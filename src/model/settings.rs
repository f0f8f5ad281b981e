use serde::{Deserialize, Serialize};

fn default_provider() -> String {
    "openai".to_string()
}

fn default_model() -> String {
    "gpt-4o-mini".to_string()
}

fn default_target_language() -> String {
    "Vietnamese".to_string()
}

fn default_target_code() -> String {
    "vi".to_string()
}

fn default_tabular_batch_size() -> usize {
    100
}

fn default_json_batch_size() -> usize {
    50
}

fn default_tabular_delay_ms() -> u64 {
    400
}

fn default_json_delay_ms() -> u64 {
    1000
}

fn default_max_attempts() -> usize {
    3
}

fn default_backoff_base_ms() -> u64 {
    1000
}

fn default_backoff_jitter_ms() -> u64 {
    200
}

fn default_timeout_secs() -> u64 {
    60
}

fn default_temperature() -> f32 {
    0.3
}

/// RPG Maker fields holding asset file names; translating them breaks lookups.
pub fn default_skip_keys() -> Vec<String> {
    [
        "characterName",
        "faceName",
        "battlerName",
        "battleback1Name",
        "battleback2Name",
        "parallaxName",
        "tilesetNames",
        "title1Name",
        "title2Name",
        "animationName",
        "animation1Name",
        "animation2Name",
        "bgm",
        "bgs",
        "me",
        "se",
    ]
    .iter()
    .map(|s| s.to_string())
    .collect()
}

#[derive(Debug, Serialize, Deserialize, Clone)]
pub struct AppSettings {
    #[serde(default = "default_provider")]
    pub provider: String,

    #[serde(default = "default_model")]
    pub model: String,

    /// Empty means "read `TIENICH_API_KEY` from the environment".
    #[serde(default)]
    pub api_key: String,

    /// Overrides the provider endpoint (any OpenAI-compatible server).
    #[serde(default)]
    pub base_url: String,

    #[serde(default = "default_target_language", alias = "target_lang")]
    pub target_language: String,

    /// Used for the `<stem>_<code>.json` export name.
    #[serde(default = "default_target_code")]
    pub target_code: String,

    /// Free-form style instruction appended to every prompt.
    #[serde(default)]
    pub style: String,

    #[serde(default = "default_tabular_batch_size")]
    pub tabular_batch_size: usize,

    #[serde(default = "default_json_batch_size")]
    pub json_batch_size: usize,

    #[serde(default = "default_tabular_delay_ms")]
    pub tabular_delay_ms: u64,

    #[serde(default = "default_json_delay_ms")]
    pub json_delay_ms: u64,

    #[serde(default = "default_max_attempts")]
    pub max_attempts: usize,

    #[serde(default = "default_backoff_base_ms")]
    pub backoff_base_ms: u64,

    #[serde(default = "default_backoff_jitter_ms")]
    pub backoff_jitter_ms: u64,

    #[serde(default = "default_timeout_secs")]
    pub timeout_secs: u64,

    #[serde(default = "default_temperature")]
    pub temperature: f32,

    #[serde(default = "default_skip_keys")]
    pub skip_keys: Vec<String>,
}

impl Default for AppSettings {
    fn default() -> Self {
        Self {
            provider: default_provider(),
            model: default_model(),
            api_key: String::new(),
            base_url: String::new(),
            target_language: default_target_language(),
            target_code: default_target_code(),
            style: String::new(),
            tabular_batch_size: default_tabular_batch_size(),
            json_batch_size: default_json_batch_size(),
            tabular_delay_ms: default_tabular_delay_ms(),
            json_delay_ms: default_json_delay_ms(),
            max_attempts: default_max_attempts(),
            backoff_base_ms: default_backoff_base_ms(),
            backoff_jitter_ms: default_backoff_jitter_ms(),
            timeout_secs: default_timeout_secs(),
            temperature: default_temperature(),
            skip_keys: default_skip_keys(),
        }
    }
}

#[cfg(test)]
mod tests {
    use super::*;

    #[test]
    fn empty_file_matches_default() {
        let parsed: AppSettings = serde_json::from_str("{}").unwrap();
        let d = AppSettings::default();
        assert_eq!(parsed.tabular_batch_size, d.tabular_batch_size);
        assert_eq!(parsed.json_delay_ms, d.json_delay_ms);
        assert_eq!(parsed.skip_keys, d.skip_keys);
        assert_eq!(d.tabular_batch_size, 100);
        assert_eq!(d.json_batch_size, 50);
    }

    #[test]
    fn accepts_legacy_alias() {
        let parsed: AppSettings = serde_json::from_str(r#"{"target_lang":"English"}"#).unwrap();
        assert_eq!(parsed.target_language, "English");
    }
}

+ + + + +

◆ Your task:
Copy out the entries above without altering a single character.

◆ Task answer:
filename src/model/settings.rs
repository f0f8f5ad281b981e
use serde::{Deserialize, Serialize};

fn default_provider() -> String {
    "openai".to_string()
}

fn default_model() -> String {
    "gpt-4o-mini".to_string()
}

fn default_target_language() -> String {
    "Vietnamese".to_string()
}

fn default_target_code() -> String {
    "vi".to_string()
}

fn default_tabular_batch_size() -> usize {
    100
}

fn default_json_batch_size() -> usize {
    50
}

fn default_tabular_delay_ms() -> u64 {
    400
}

fn default_json_delay_ms() -> u64 {
    1000
}

fn default_max_attempts() -> usize {
    3
}

fn default_backoff_base_ms() -> u64 {
    1000
}

fn default_backoff_jitter_ms() -> u64 {
    200
}

fn default_timeout_secs() -> u64 {
    60
}

fn default_temperature() -> f32 {
    0.3
}

/// RPG Maker fields holding asset file names; translating them breaks lookups.
pub fn default_skip_keys() -> Vec<String> {
    [
        "characterName",
        "faceName",
        "battlerName",
        "battleback1Name",
        "battleback2Name",
        "parallaxName",
        "tilesetNames",
        "title1Name",
        "title2Name",
        "animationName",
        "animation1Name",
        "animation2Name",
        "bgm",
        "bgs",
        "me",
        "se",
    ]
    .iter()
    .map(|s| s.to_string())
    .collect()
}

#[derive(Debug, Serialize, Deserialize, Clone)]
pub struct AppSettings {
    #[serde(default = "default_provider")]
    pub provider: String,

    #[serde(default = "default_model")]
    pub model: String,

    /// Empty means "read `TIENICH_API_KEY` from the environment".
    #[serde(default)]
    pub api_key: String,

    /// Overrides the provider endpoint (any OpenAI-compatible server).
    #[serde(default)]
    pub base_url: String,

    #[serde(default = "default_target_language", alias = "target_lang")]
    pub target_language: String,

    /// Used for the `<stem>_<code>.json` export name.
    #[serde(default = "default_target_code")]
    pub target_code: String,

    /// Free-form style instruction appended to every prompt.
    #[serde(default)]
    pub style: String,

    #[serde(default = "default_tabular_batch_size")]
    pub tabular_batch_size: usize,

    #[serde(default = "default_json_batch_size")]
    pub json_batch_size: usize,

    #[serde(default = "default_tabular_delay_ms")]
    pub tabular_delay_ms: u64,

    #[serde(default = "default_json_delay_ms")]
    pub json_delay_ms: u64,

    #[serde(default = "default_max_attempts")]
    pub max_attempts: usize,

    #[serde(default = "default_backoff_base_ms")]
    pub backoff_base_ms: u64,

    #[serde(default = "default_backoff_jitter_ms")]
    pub backoff_jitter_ms: u64,

    #[serde(default = "default_timeout_secs")]
    pub timeout_secs: u64,

    #[serde(default = "default_temperature")]
    pub temperature: f32,

    #[serde(default = "default_skip_keys")]
    pub skip_keys: Vec<String>,
}

impl Default for AppSettings {
    fn default() -> Self {
        Self {
            provider: default_provider(),
            model: default_model(),
            api_key: String::new(),
            base_url: String::new(),
            target_language: default_target_language(),
            target_code: default_target_code(),
            style: String::new(),
            tabular_batch_size: default_tabular_batch_size(),
            json_batch_size: default_json_batch_size(),
            tabular_delay_ms: default_tabular_delay_ms(),
            json_delay_ms: default_json_delay_ms(),
            max_attempts: default_max_attempts(),
            backoff_base_ms: default_backoff_base_ms(),
            backoff_jitter_ms: default_backoff_jitter_ms(),
            timeout_secs: default_timeout_secs(),
            temperature: default_temperature(),
            skip_keys: default_skip_keys(),
        }
    }
}

#[cfg(test)]
mod tests {
    use super::*;

    #[test]
    fn empty_file_matches_default() {
        let parsed: AppSettings = serde_json::from_str("{}").unwrap();
        let d = AppSettings::default();
        assert_eq!(parsed.tabular_batch_size, d.tabular_batch_size);
        assert_eq!(parsed.json_delay_ms, d.json_delay_ms);
        assert_eq!(parsed.skip_keys, d.skip_keys);
        assert_eq!(d.tabular_batch_size, 100);
        assert_eq!(d.json_batch_size, 50);
    }

    #[test]
    fn accepts_legacy_alias() {
        let parsed: AppSettings = serde_json::from_str(r#"{"target_lang":"English"}"#).unwrap();
        assert_eq!(parsed.target_language, "English");
    }
}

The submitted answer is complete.